Elevating our lifesaving care

Emergency Department Q&A with Dr. Ferroggiaro


Dr. Anthony Ferroggiaro

Anthony Ferroggiaro, MD, joined CMH in 2015 as part of a partnership in emergency services with Oregon Health & Science University (OHSU). Dr. Ferroggiaro cares for patients in the CMH Emergency Department (ED) and serves as the program’s medical director. He gave us an update on what has been happening in the ED and what we can look forward to:

What changes have you made since coming to CMH three years ago?

We’ve made a number of changes over the past three years, including transitioning the physician group to board-certified, residency-trained emergency physicians. This is the highest level of training for emergency medicine physicians. 

Recently, we also increased the use of ultrasound within the department. Using ultrasound for evaluations and procedures results in quicker assessment and treatment of patients. 

How have those changes impacted the care patients receive?

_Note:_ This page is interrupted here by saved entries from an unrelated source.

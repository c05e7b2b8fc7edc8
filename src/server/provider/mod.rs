//! Outbound service providers.
//!
//! Payments and notifications are reached through vendor-neutral traits so request
//! handlers and the scheduler never depend on a concrete vendor API. Each trait has an
//! HTTP implementation for production and a local fallback used when the provider is
//! not configured.

pub mod notify;
pub mod payment;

Because of our training and our focus on improving operations, the community is receiving better medical treatment than ever before. We can now see patients sooner and treat them more rapidly.

We have focused on reducing patients’ “length of stay” (the amount of time they’re in the ED) and the time it takes for the patient to be seen once they arrive in the ED — this is often less than 10 minutes. Because of the higher level of training, once the board-certified physician sees a patient, they can manage their care more quickly. Patients who come to the CMH Emergency Department, on average, spend less time in the ED than in prior years. 

We also continually focus on providing good service. We monitor the responses from patient satisfaction surveys and use it to work with physicians and caregivers, reinforcing areas of strength and making improvements as necessary.

How do you continue to improve the quality of care patients receive?

We have a very strong chart and case review system that allows us to continually improve our clinical care. We specifically monitor and review each patient that we’ve treated for heart attack, trauma and stroke. In today’s medical practice, this is essential in keeping physicians up-to-date on science and medicine. This will keep us always learning and evolving our clinical practice in alignment with scientific discovery.

In addition, I work with Jill Tillotson, RN, the ED Manager, to focus on our operations or processes within the ED. We focus on rapidly assessing patients, length of stay within the ED, proper documentation and proper treatment administration, as well as the level and quality of our equipment.

When the Oregon Health Authority re-approved our trauma designation (Level 4), the survey team called out our continued improvement efforts in trauma management as one of our strengths.

How do you keep sharp on your skills and make sure that new doctors want to come here?

As part of the OHSU Department of Emergency Medicine, we are in continual medical training. Each physician is required to attend weekly lectures and to review up-to-date topics in emergency medical science. We also teach at the School of Medicine and within the OHSU Department of Emergency Medicine’s residency program.

We started the rural residency program here in 2016. Through the program, doctors in their second year of residency training at OHSU come to CMH for a month. With oversight by the attending physician, a resident physician cares for patients in the ED. This gives them the opportunity to practice rural emergency medicine, which differs greatly from urban areas because the physician is responsible for a greater part of the patient’s care.

This is great experience for resident physicians’ future practices once out of training, and we hope it will encourage them to consider practicing emergency medicine in a rural community like Astoria.

What role do you see the ED playing in the community?

We are here 24/7 for any injury or illness that residents or visitors to the area might have — even in the middle of the night when patients cannot call their primary doctor. We provide high-quality, highly scientific emergency medical care. We are also educators and enjoy teaching resident physicians about the joys of practicing emergency medicine in a rural setting. 

With Regina Mysliwiec, MD, as EMS Medical Director, Medix leadership and Life Flight leadership, we have further linked emergent and critical care services — especially trauma care. That way, critically ill or severely injured patients can be resuscitated in Astoria and transported to Portland hospitals for further stabilization and treatment. This quick, efficient chain of care is saving lives.

What lies ahead for the ED?

There are good things ahead for the ED. The CMH strategic plan includes an expansion of the department. This will allow us to manage even more patients in a timely manner. We are also pleased to welcome Steve Donnelly, MD, in August. He is dually trained in emergency medicine and family medicine. I see him playing a large role in linking emergency care and subsequent ongoing primary care services.